Prompt >> Find the line with "pub mod string_renderer;". Transcribe it and each later line of the data exactly, up to and including the last.

Data >>
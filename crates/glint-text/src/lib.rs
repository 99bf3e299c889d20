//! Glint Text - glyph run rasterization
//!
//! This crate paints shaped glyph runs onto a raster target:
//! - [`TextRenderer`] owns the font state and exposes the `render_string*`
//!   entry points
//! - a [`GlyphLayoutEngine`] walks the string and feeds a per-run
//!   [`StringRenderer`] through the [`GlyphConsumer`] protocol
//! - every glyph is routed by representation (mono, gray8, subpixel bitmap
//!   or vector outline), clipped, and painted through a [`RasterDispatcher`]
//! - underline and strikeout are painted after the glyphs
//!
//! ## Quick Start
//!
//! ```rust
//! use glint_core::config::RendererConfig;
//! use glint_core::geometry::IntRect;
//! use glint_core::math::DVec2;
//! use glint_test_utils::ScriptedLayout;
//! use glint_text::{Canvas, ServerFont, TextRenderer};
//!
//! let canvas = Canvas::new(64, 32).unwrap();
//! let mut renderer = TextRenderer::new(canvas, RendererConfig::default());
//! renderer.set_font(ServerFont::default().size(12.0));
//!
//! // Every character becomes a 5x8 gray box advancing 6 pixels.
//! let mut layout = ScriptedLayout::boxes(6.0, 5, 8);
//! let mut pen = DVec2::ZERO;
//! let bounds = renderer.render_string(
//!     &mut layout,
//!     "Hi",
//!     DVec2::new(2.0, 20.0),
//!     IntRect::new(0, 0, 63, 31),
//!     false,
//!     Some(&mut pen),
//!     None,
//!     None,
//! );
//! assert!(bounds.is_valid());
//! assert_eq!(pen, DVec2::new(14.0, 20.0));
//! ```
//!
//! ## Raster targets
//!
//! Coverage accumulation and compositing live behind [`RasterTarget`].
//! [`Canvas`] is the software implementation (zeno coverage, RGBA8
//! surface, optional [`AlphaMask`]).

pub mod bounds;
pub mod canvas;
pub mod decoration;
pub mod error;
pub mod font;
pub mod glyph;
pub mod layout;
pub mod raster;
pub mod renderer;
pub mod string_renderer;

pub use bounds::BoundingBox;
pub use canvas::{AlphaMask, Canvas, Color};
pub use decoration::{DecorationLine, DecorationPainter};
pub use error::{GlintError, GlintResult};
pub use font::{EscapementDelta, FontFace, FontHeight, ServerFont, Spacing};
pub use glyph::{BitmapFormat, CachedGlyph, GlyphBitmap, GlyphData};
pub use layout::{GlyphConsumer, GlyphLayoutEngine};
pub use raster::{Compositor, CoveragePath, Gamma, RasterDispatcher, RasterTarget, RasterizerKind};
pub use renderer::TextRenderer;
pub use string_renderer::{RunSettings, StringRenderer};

Result >>
pub mod string_renderer;

pub use bounds::BoundingBox;
pub use canvas::{AlphaMask, Canvas, Color};
pub use decoration::{DecorationLine, DecorationPainter};
pub use error::{GlintError, GlintResult};
pub use font::{EscapementDelta, FontFace, FontHeight, ServerFont, Spacing};
pub use glyph::{BitmapFormat, CachedGlyph, GlyphBitmap, GlyphData};
pub use layout::{GlyphConsumer, GlyphLayoutEngine};
pub use raster::{Compositor, CoveragePath, Gamma, RasterDispatcher, RasterTarget, RasterizerKind};
pub use renderer::TextRenderer;
pub use string_renderer::{RunSettings, StringRenderer};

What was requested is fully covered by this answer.